Quindi, alla fine, sta dicendo che ci sarebbe anche un ritorno economico?
«L’aspetto economico è stato il driver della valutazione energetica fino agli anni ’90. Tutte le valutazioni che si facevano negli anni ’80-’90 ponevano come obiettivo la riduzione dei costi. Attenzione, non sto dicendo che questo aspetto oggi sia meno importante, specialmente negli ultimi tempi che le bollette sono diventate esorbitanti, continua infatti a essere un elemento significativo, però oggi c’è la consapevolezza che quell’energia vada a impattare sull’ambiente. Ed è qui che nasce quel driver in più: il rispetto del bene comune. Ribadisco, ogni realtà, e dunque anche il panificio, dovrà fare le sue valutazioni. Anche se, già di suo, il settore della panificazione non ha scarti eccessivi. Pensiamo per esempio al packaging: i sacchi della farina sono di carta e quindi entrano già di fatto nel ciclo di recupero, ma non solo. Pensare “circolare” diventa dunque un approccio gestionale: fare in modo che tutto vada secondo i canali preferiti e preferenziali. In questo senso diventa un’economia circolare».
Quindi lo sforzo è davvero minino, basterebbe pensare “circolare” e pretendere che anche gli altri, per esempio i fornitori, lo facciano?
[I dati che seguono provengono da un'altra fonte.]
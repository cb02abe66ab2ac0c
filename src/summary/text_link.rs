//! Text version link resolution.
//!
//! Selects the document to summarize from the upstream text-versions
//! sub-resource: the most recent version by the (date, type-importance)
//! ranking, plus the "Public Law" rendition's link when the item has been
//! enacted.

use serde_json::Value;

use crate::types::TextVersion;

/// Parse the `textVersions` field of a text sub-resource response.
/// Older payloads wrap the list as `{"item": [...]}`.
pub fn parse_text_versions(body: &Value) -> Vec<TextVersion> {
    let raw = match body.get("textVersions") {
        Some(Value::Array(items)) => items.as_slice(),
        Some(Value::Object(map)) => match map.get("item") {
            Some(Value::Array(items)) => items.as_slice(),
            _ => &[],
        },
        _ => &[],
    };
    raw.iter().map(TextVersion::from_record).collect()
}

/// The most recent version: later date wins, same-date ties go to the
/// more important type (Public Law > Enrolled > Engrossed > calendar).
pub fn select_latest<'a>(versions: &'a [TextVersion]) -> Option<&'a TextVersion> {
    versions.iter().min_by(|a, b| {
        b.date
            .cmp(&a.date)
            .then_with(|| a.rank().cmp(&b.rank()))
    })
}

/// XML link of the most recent version carrying one.
pub fn latest_text_link(versions: &[TextVersion]) -> Option<&str> {
    let mut ordered: Vec<&TextVersion> = versions.iter().collect();
    ordered.sort_by(|a, b| b.date.cmp(&a.date).then_with(|| a.rank().cmp(&b.rank())));
    ordered.into_iter().find_map(|v| v.xml_url())
}

/// XML link of the "Public Law" rendition, when the item became law.
pub fn law_text_link(versions: &[TextVersion]) -> Option<&str> {
    versions
        .iter()
        .filter(|v| v.version_type.to_lowercase().contains("public law"))
        .find_map(|v| v.xml_url())
}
«L’economia circolare a oggi è un discorso interessante perché non siamo più al momento zero, i canali che permettono di raggiungere l’obiettivo sono già alla portata di tutti. Questa è la cosa sulla quale bisogna ragionare: i vari consorzi che si fanno carico del recupero, per esempio, sono già un passo avanti, e sono perfettamente in linea con questo approccio. Ecco, dunque, che diventa una questione di pensiero. Quando scelgo un ingrediente o un elemento da utilizzare nella mia azienda devo farmi una domanda in più: questo oggetto o materia prima, che è fondamentale per il mio processo produttivo, come mi arriva? Qual è il packaging? Quella scatola o quella determinata confezione che fine fa? E da qui scaturisce un altro aspetto importante legato all’economica circolare che si chiama life cycle thinking (pensare in maniera circolare). Non penso più solo all’ingrediente che mi serve, ma anche al packaging, alla modalità di approvvigionamento, ecc. Qui sta il punto di svolta, pensare sì alla farina, ma anche a come mi viene consegnata. Ho fatto l’esempio della farina, ma il pensiero vale per tutto, anche perché se parliamo di una materia prima come la farina parliamo di un settore ben consolidato, che ha già adottato degli approcci virtuosi. Se l’artigiano inizia a ragionare così, pretendendo che la merce che ordina abbia un determinato pack e smettendo di vivere il rapporto con il fornitore passivamente, pensando erroneamente “tanto poi lo butto”, allora quel prodotto diventa “oggetto di contrattazione” e l’artigiano “costringerà” a un approccio circolare anche chi gli fornisce l’oggetto, e via dicendo. È così che si arriva a un approccio circolare fin dalla progettazione di tutto il sistema produttivo. Si tratta di una svolta epocale: tutti siamo coinvolti dal produttore al consumatore finale. Pensiamo anche al pane e al suo significato, che ha un impatto importante sul consumatore, più che mai questa categoria deve sentirsi coinvolta».
Sostenibilità: cosa significa e che relazione ha (se ce l’ha) con l’economia circolare?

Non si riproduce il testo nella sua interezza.